Jakarta — Jaksa Agung RI ST Burhanuddin resmi membuka entry meeting bersama Badan Pemeriksa Keuangan (BPK) RI terkait pemeriksaan atas Laporan Keuangan Kejaksaan RI Tahun Anggaran 2024, Jumat (7/2/2025). Pertemuan tersebut disebut menjadi langkah kelembagaan untuk menjaga kualitas pengelolaan anggaran, pertanggungjawaban, serta penyajian laporan keuangan selama 2024.
Dalam sambutannya, Burhanuddin menekankan pentingnya dukungan seluruh jajaran Kejaksaan dalam proses pemeriksaan.

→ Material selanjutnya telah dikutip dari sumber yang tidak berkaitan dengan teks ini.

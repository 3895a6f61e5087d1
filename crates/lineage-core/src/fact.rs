//! Node and edge facts: the intermediate representation shared by every
//! extractor and consumed by the graph synchronizer.

use std::collections::BTreeMap;

use serde::{Deserialize, Serialize};

use crate::error::{CoreError, CoreResult};

/// Node labels produced by the extractors.
pub mod labels {
    pub const ROOT: &str = "Root";
    pub const DATABASE: &str = "Database";
    pub const COLLECTION: &str = "Collection";
    pub const CLASS: &str = "Class";
    pub const FUNCTION: &str = "Function";
    pub const METHOD: &str = "Method";
}

/// Relationship types produced by the extractors.
pub mod rel_types {
    pub const CONTAINS: &str = "CONTAINS";
    pub const DECLARES: &str = "DECLARES";
    pub const REFERENCES: &str = "REFERENCES";
}

/// Display color stored on each node for graph visualisation.
pub fn color_for(label: &str) -> Option<&'static str> {
    match label {
        labels::ROOT => Some("orange"),
        labels::DATABASE => Some("#4287f5"),
        labels::COLLECTION => Some("#8A2BE2"),
        labels::CLASS => Some("#4287f5"),
        labels::FUNCTION | labels::METHOD => Some("#42f54e"),
        _ => None,
    }
}

/// A property value that can be stored on a node or relationship.
#[derive(Debug, Clone, PartialEq, Serialize, Deserialize)]
#[serde(untagged)]
pub enum PropertyValue {
    String(String),
    Integer(i64),
    Float(f64),
    Boolean(bool),
    StringList(Vec<String>),
}

impl From<&str> for PropertyValue {
    fn from(s: &str) -> Self {
        Self::String(s.to_string())
    }
}

impl From<String> for PropertyValue {
    fn from(s: String) -> Self {
        Self::String(s)
    }
}

impl From<i64> for PropertyValue {
    fn from(n: i64) -> Self {
        Self::Integer(n)
    }
}

impl From<usize> for PropertyValue {
    fn from(n: usize) -> Self {
        Self::Integer(i64::try_from(n).unwrap_or(i64::MAX))
    }
}

impl From<u32> for PropertyValue {
    fn from(n: u32) -> Self {
        Self::Integer(i64::from(n))
    }
}

impl From<f64> for PropertyValue {
    fn from(f: f64) -> Self {
        Self::Float(f)
    }
}

impl From<bool> for PropertyValue {
    fn from(b: bool) -> Self {
        Self::Boolean(b)
    }
}

impl From<Vec<String>> for PropertyValue {
    fn from(v: Vec<String>) -> Self {
        Self::StringList(v)
    }
}

impl PropertyValue {
    pub fn as_str(&self) -> Option<&str> {
        match self {
            Self::String(s) => Some(s),
            _ => None,
        }
    }
}

pub type Properties = BTreeMap<String, PropertyValue>;

/// How properties are written when a MERGE matches an existing entity.
#[derive(Debug, Clone, Copy, PartialEq, Eq, Default, Serialize, Deserialize)]
#[serde(rename_all = "snake_case")]
pub enum MergePolicy {
    /// Properties are set only when the entity is created.
    #[default]
    CreateOnly,
    /// Properties are overwritten with the latest values on every match.
    OverwriteOnMatch,
}

/// Check that a label or relationship type is a plain identifier.
///
/// Labels cannot be bound as query parameters, so only identifiers are
/// allowed to reach a query template.
pub fn validate_identifier(name: &str) -> CoreResult<()> {
    let mut chars = name.chars();
    let valid = matches!(chars.next(), Some(c) if c.is_ascii_alphabetic())
        && chars.all(|c| c.is_ascii_alphanumeric() || c == '_');
    if valid {
        Ok(())
    } else {
        Err(CoreError::InvalidIdentifier(name.to_string()))
    }
}

/// Label + identity key of a node.
#[derive(Debug, Clone, PartialEq, Eq, PartialOrd, Ord, Hash, Serialize, Deserialize)]
pub struct NodeRef {
    pub label: String,
    pub id: String,
}

impl NodeRef {
    pub fn new(label: impl Into<String>, id: impl Into<String>) -> Self {
        Self {
            label: label.into(),
            id: id.into(),
        }
    }
}

/// A node to be merged into the graph, keyed by `(label, id)`.
#[derive(Debug, Clone, PartialEq, Serialize, Deserialize)]
pub struct NodeFact {
    pub label: String,
    pub id: String,
    pub properties: Properties,
}

impl NodeFact {
    /// Create a node fact, pre-populating the label's display color.
    pub fn new(label: impl Into<String>, id: impl Into<String>) -> Self {
        let label = label.into();
        let mut properties = Properties::new();
        if let Some(color) = color_for(&label) {
            properties.insert("color".to_string(), color.into());
        }
        Self {
            label,
            id: id.into(),
            properties,
        }
    }

    /// Builder-style property setter.
    pub fn with(mut self, key: &str, value: impl Into<PropertyValue>) -> Self {
        self.properties.insert(key.to_string(), value.into());
        self
    }

    pub fn node_ref(&self) -> NodeRef {
        NodeRef::new(self.label.clone(), self.id.clone())
    }

    pub fn property(&self, key: &str) -> Option<&PropertyValue> {
        self.properties.get(key)
    }
}

/// A relationship to be merged, keyed by `(rel_type, from.id, to.id)`.
#[derive(Debug, Clone, PartialEq, Serialize, Deserialize)]
pub struct EdgeFact {
    pub rel_type: String,
    pub from: NodeRef,
    pub to: NodeRef,
    pub properties: Properties,
}

impl EdgeFact {
    pub fn new(rel_type: impl Into<String>, from: NodeRef, to: NodeRef) -> Self {
        Self {
            rel_type: rel_type.into(),
            from,
            to,
            properties: Properties::new(),
        }
    }

    pub fn with(mut self, key: &str, value: impl Into<PropertyValue>) -> Self {
        self.properties.insert(key.to_string(), value.into());
        self
    }

    /// Identity of this edge under MERGE semantics.
    pub fn key(&self) -> (&str, &str, &str) {
        (&self.rel_type, &self.from.id, &self.to.id)
    }
}

/// Either kind of fact.
#[derive(Debug, Clone, PartialEq, Serialize, Deserialize)]
#[serde(tag = "kind", rename_all = "snake_case")]
pub enum Fact {
    Node(NodeFact),
    Edge(EdgeFact),
}

impl From<NodeFact> for Fact {
    fn from(node: NodeFact) -> Self {
        Fact::Node(node)
    }
}

impl From<EdgeFact> for Fact {
    fn from(edge: EdgeFact) -> Self {
        Fact::Edge(edge)
    }
}
//! Centralized error types for Lineage.

use thiserror::Error;

/// Main error type for extraction and inference.
#[derive(Error, Debug)]
pub enum CoreError {
    #[error("Failed to read sample from '{collection}': {reason}")]
    SampleRead { collection: String, reason: String },

    #[error("Collection not found: {0}")]
    CollectionNotFound(String),

    #[error("Failed to parse {path}: {reason}")]
    Parse { path: String, reason: String },

    #[error("Unsupported source language: {0}")]
    UnsupportedLanguage(String),

    #[error("Invalid identifier '{0}': expected ASCII letters, digits or '_'")]
    InvalidIdentifier(String),

    #[error("IO error: {0}")]
    Io(#[from] std::io::Error),

    #[error("JSON error: {0}")]
    Json(#[from] serde_json::Error),

    #[error("Configuration error: {0}")]
    Config(String),
}

/// Result type for core operations.
pub type CoreResult<T> = Result<T, CoreError>;

impl CoreError {
    /// Create a sample read error.
    pub fn sample_read(collection: impl Into<String>, reason: impl ToString) -> Self {
        Self::SampleRead {
            collection: collection.into(),
            reason: reason.to_string(),
        }
    }

    /// Create a parse error.
    pub fn parse(path: impl Into<String>, reason: impl ToString) -> Self {
        Self::Parse {
            path: path.into(),
            reason: reason.to_string(),
        }
    }
}
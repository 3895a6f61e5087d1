//! Sampling-based schema and relationship inference for document stores.

pub mod facts;
pub mod relationships;
pub mod schema;

pub use facts::DocumentFacts;
pub use relationships::{
    infer_relationships, Cardinality, ForeignKeyCandidate, ReferenceNaming, RelationshipReport,
};
pub use schema::{infer_schema, InferredSchema};
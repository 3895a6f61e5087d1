//! Lineage CLI
//!
//! Infers document schemas and code structure and keeps a Neo4j graph of
//! them in sync.

use anyhow::{Context, Result};
use clap::Parser;
use tracing_subscriber::{layer::SubscriberExt, util::SubscriberInitExt};

mod commands;
mod output;

use commands::Cli;

const DEFAULT_FILTER: &str = "lineage=info,lineage_core=info,lineage_graph=info";
const VERBOSE_FILTER: &str = "lineage=debug,lineage_core=debug,lineage_graph=debug";

/// Initialize tracing with optional file logging.
///
/// `RUST_LOG` wins over `--verbose`.
fn init_tracing(log_file: Option<&std::path::Path>, verbose: bool) -> Result<()> {
    let default = if verbose { VERBOSE_FILTER } else { DEFAULT_FILTER };
    let env_filter = tracing_subscriber::EnvFilter::try_from_default_env()
        .unwrap_or_else(|_| default.into());

    if let Some(path) = log_file {
        if let Some(parent) = path.parent().filter(|p| !p.as_os_str().is_empty()) {
            std::fs::create_dir_all(parent)
                .with_context(|| format!("Failed to create log directory {}", parent.display()))?;
        }

        let file = std::fs::OpenOptions::new()
            .create(true)
            .append(true)
            .open(path)
            .with_context(|| format!("Failed to open log file {}", path.display()))?;

        // Log to both stdout and the file
        tracing_subscriber::registry()
            .with(env_filter)
            .with(tracing_subscriber::fmt::layer())
            .with(
                tracing_subscriber::fmt::layer()
                    .with_writer(std::sync::Mutex::new(file))
                    .with_ansi(false),
            )
            .init();
    } else {
        tracing_subscriber::registry()
            .with(env_filter)
            .with(tracing_subscriber::fmt::layer())
            .init();
    }

    Ok(())
}

#[tokio::main]
async fn main() -> Result<()> {
    let cli = Cli::parse();
    init_tracing(cli.log_file.as_deref(), cli.verbose)?;
    cli.execute().await
}
//! `lineage schema`: document schema pipeline.

use anyhow::{anyhow, Context, Result};
use clap::{Args, ValueEnum};
use colored::Colorize;
use std::path::PathBuf;

use lineage_core::docstore::DumpStore;
use lineage_core::inference::ReferenceNaming;
use lineage_core::LineageConfig;
use lineage_graph::graph_counts;
use lineage_graph::sync::document_sync::DEFAULT_MULTIPLIER;
use lineage_graph::sync::{sync_documents, DocumentSyncOptions};

use crate::output;

#[derive(Args)]
pub struct SchemaArgs {
    /// Directory with one mongoexport file per collection
    #[arg(long)]
    pub dump_dir: Option<PathBuf>,

    /// Database name (defaults to the dump directory name)
    #[arg(long)]
    pub database: Option<String>,

    /// Records sampled per collection
    #[arg(long)]
    pub sample_size: Option<usize>,

    /// How `<X>Id` field names are matched against collection names
    #[arg(long, value_enum)]
    pub naming: Option<Naming>,
}

#[derive(Clone, Copy, ValueEnum)]
pub enum Naming {
    /// Only `<Collection>Id`
    Exact,
    /// Also the singular lower-camel form, e.g. `userId` for `Users`
    Conventional,
}

impl From<Naming> for ReferenceNaming {
    fn from(naming: Naming) -> Self {
        match naming {
            Naming::Exact => ReferenceNaming::Exact,
            Naming::Conventional => ReferenceNaming::Conventional,
        }
    }
}

pub async fn execute(args: SchemaArgs, mut config: LineageConfig, dry_run: bool) -> Result<()> {
    if let Some(dir) = args.dump_dir {
        config.documents.dump_dir = Some(dir);
    }
    if let Some(database) = args.database {
        config.documents.database = Some(database);
    }
    if let Some(n) = args.sample_size {
        config.documents.sample_size = n;
    }
    if let Some(naming) = args.naming {
        config.documents.reference_naming = naming.into();
    }

    let dump_dir = config
        .documents
        .dump_dir
        .clone()
        .ok_or_else(|| anyhow!("No dump directory given. Use --dump-dir or set MONGO_DUMP_DIR."))?;
    let store = DumpStore::open(&dump_dir, config.documents.database.clone())
        .with_context(|| format!("Failed to open dump directory {}", dump_dir.display()))?;

    println!("{}", "Syncing document schema...".bold());

    let session = super::open_session(&config, dry_run, DEFAULT_MULTIPLIER).await?;
    let options = DocumentSyncOptions::from(&config.documents);
    let summary = sync_documents(session.as_ref(), &store, &options)
        .await
        .context("Document schema sync failed")?;

    output::print_run_summary("Collections", &summary);
    if dry_run {
        output::print_counts(&graph_counts(session.as_ref()).await?);
    }

    Ok(())
}
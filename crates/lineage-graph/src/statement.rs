//! Parameterized statements: the only way components talk to a graph store.
//!
//! A [`Statement`] pairs a [`Template`] (the operation, with any labels or
//! relationship types it needs) with named parameters holding the data.
//! Labels and types are validated identifiers; every value travels as a
//! parameter. Rendering to a concrete query language happens in the store.

use std::collections::BTreeMap;

use lineage_core::fact::validate_identifier;
use lineage_core::{EdgeFact, MergePolicy, NodeFact, Properties};

use crate::error::GraphResult;

/// The part of the graph a run may delete and rebuild.
#[derive(Debug, Clone, PartialEq, Eq)]
pub enum Scope {
    /// Every node carrying one of these labels.
    Labels(Vec<String>),
    /// Every node whose `project` property equals this tag.
    Project(String),
}

/// Operations a graph store must support.
#[derive(Debug, Clone, PartialEq, Eq)]
pub enum Template {
    /// Trivial round trip used as a liveness probe.
    Ping,
    /// Uniqueness of `id` among nodes of `label`; a no-op when present.
    UniqueId { label: String },
    /// Detach-delete nodes with any label in `$labels`.
    DeleteLabels,
    /// Detach-delete nodes whose `project` equals `$project`.
    DeleteProject,
    /// Create-or-match `(:label {id: $id})`, writing `$props` per `policy`.
    MergeNode { label: String, policy: MergePolicy },
    /// Create-or-match `(from {id: $from})-[:rel_type]->(to {id: $to})`.
    /// Matches nothing when either endpoint is absent.
    MergeEdge {
        rel_type: String,
        from_label: String,
        to_label: String,
        policy: MergePolicy,
    },
    CountNodes { label: Option<String> },
    CountEdges { rel_type: Option<String> },
}

impl Template {
    /// Whether the statement reports a count (`Outcome::count`).
    pub fn returns_count(&self) -> bool {
        !matches!(self, Template::Ping | Template::UniqueId { .. })
    }
}

/// A named parameter value.
#[derive(Debug, Clone, PartialEq)]
pub enum Param {
    String(String),
    StringList(Vec<String>),
    Properties(Properties),
}

#[derive(Debug, Clone, PartialEq)]
pub struct Statement {
    template: Template,
    params: BTreeMap<&'static str, Param>,
}

impl Statement {
    fn new(template: Template) -> Self {
        Self {
            template,
            params: BTreeMap::new(),
        }
    }

    fn param(mut self, name: &'static str, value: Param) -> Self {
        self.params.insert(name, value);
        self
    }

    pub fn ping() -> Self {
        Self::new(Template::Ping)
    }

    pub fn unique_id(label: &str) -> GraphResult<Self> {
        validate_identifier(label)?;
        Ok(Self::new(Template::UniqueId {
            label: label.to_string(),
        }))
    }

    pub fn delete_scope(scope: &Scope) -> Self {
        match scope {
            Scope::Labels(labels) => Self::new(Template::DeleteLabels)
                .param("labels", Param::StringList(labels.clone())),
            Scope::Project(project) => Self::new(Template::DeleteProject)
                .param("project", Param::String(project.clone())),
        }
    }

    pub fn merge_node(node: &NodeFact, policy: MergePolicy) -> GraphResult<Self> {
        validate_identifier(&node.label)?;
        Ok(Self::new(Template::MergeNode {
            label: node.label.clone(),
            policy,
        })
        .param("id", Param::String(node.id.clone()))
        .param("props", Param::Properties(node.properties.clone())))
    }

    pub fn merge_edge(edge: &EdgeFact, policy: MergePolicy) -> GraphResult<Self> {
        validate_identifier(&edge.rel_type)?;
        validate_identifier(&edge.from.label)?;
        validate_identifier(&edge.to.label)?;
        Ok(Self::new(Template::MergeEdge {
            rel_type: edge.rel_type.clone(),
            from_label: edge.from.label.clone(),
            to_label: edge.to.label.clone(),
            policy,
        })
        .param("from", Param::String(edge.from.id.clone()))
        .param("to", Param::String(edge.to.id.clone()))
        .param("props", Param::Properties(edge.properties.clone())))
    }

    pub fn count_nodes(label: Option<&str>) -> GraphResult<Self> {
        if let Some(label) = label {
            validate_identifier(label)?;
        }
        Ok(Self::new(Template::CountNodes {
            label: label.map(str::to_string),
        }))
    }

    pub fn count_edges(rel_type: Option<&str>) -> GraphResult<Self> {
        if let Some(rel_type) = rel_type {
            validate_identifier(rel_type)?;
        }
        Ok(Self::new(Template::CountEdges {
            rel_type: rel_type.map(str::to_string),
        }))
    }

    pub fn template(&self) -> &Template {
        &self.template
    }

    pub fn params(&self) -> impl Iterator<Item = (&'static str, &Param)> {
        self.params.iter().map(|(k, v)| (*k, v))
    }

    pub fn get(&self, name: &str) -> Option<&Param> {
        self.params.get(name)
    }

    pub fn get_str(&self, name: &str) -> Option<&str> {
        match self.params.get(name) {
            Some(Param::String(s)) => Some(s),
            _ => None,
        }
    }
}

Ia menginstruksikan agar jajaran memberikan dukungan penuh demi kelancaran pemeriksaan yang dilakukan BPK RI sesuai prinsip transparansi dan akuntabilitas.
Burhanuddin juga menyampaikan harapan agar Kejaksaan RI kembali meraih opini Wajar Tanpa Pengecualian (WTP) pada 2024. Menurutnya, Kejaksaan telah mempertahankan opini WTP delapan kali berturut-turut sebagai cerminan objektivitas, transparansi, dan akuntabilitas dalam pertanggungjawaban keuangan negara. Ia meminta predikat tersebut dipertahankan melalui peningkatan sinergi, kolaborasi, dan koordinasi dalam pengelolaan anggaran.
Entry meeting dipimpin Pimpinan Pemeriksaan Keuangan Negara I BPK RI Nyoman Adhi Suryadhana. Pemeriksaan dijadwalkan berlangsung selama 95 hari kerja dengan melibatkan lima tim pemeriksa.
Pertemuan itu juga dimanfaatkan sebagai ruang untuk menyampaikan secara terbuka berbagai kendala, hambatan, dan tantangan dalam pengelolaan keuangan. Melalui pemeriksaan tersebut, diharapkan diperoleh gambaran yang objektif serta solusi untuk memperbaiki dan meningkatkan kualitas pengelolaan keuangan negara ke depan.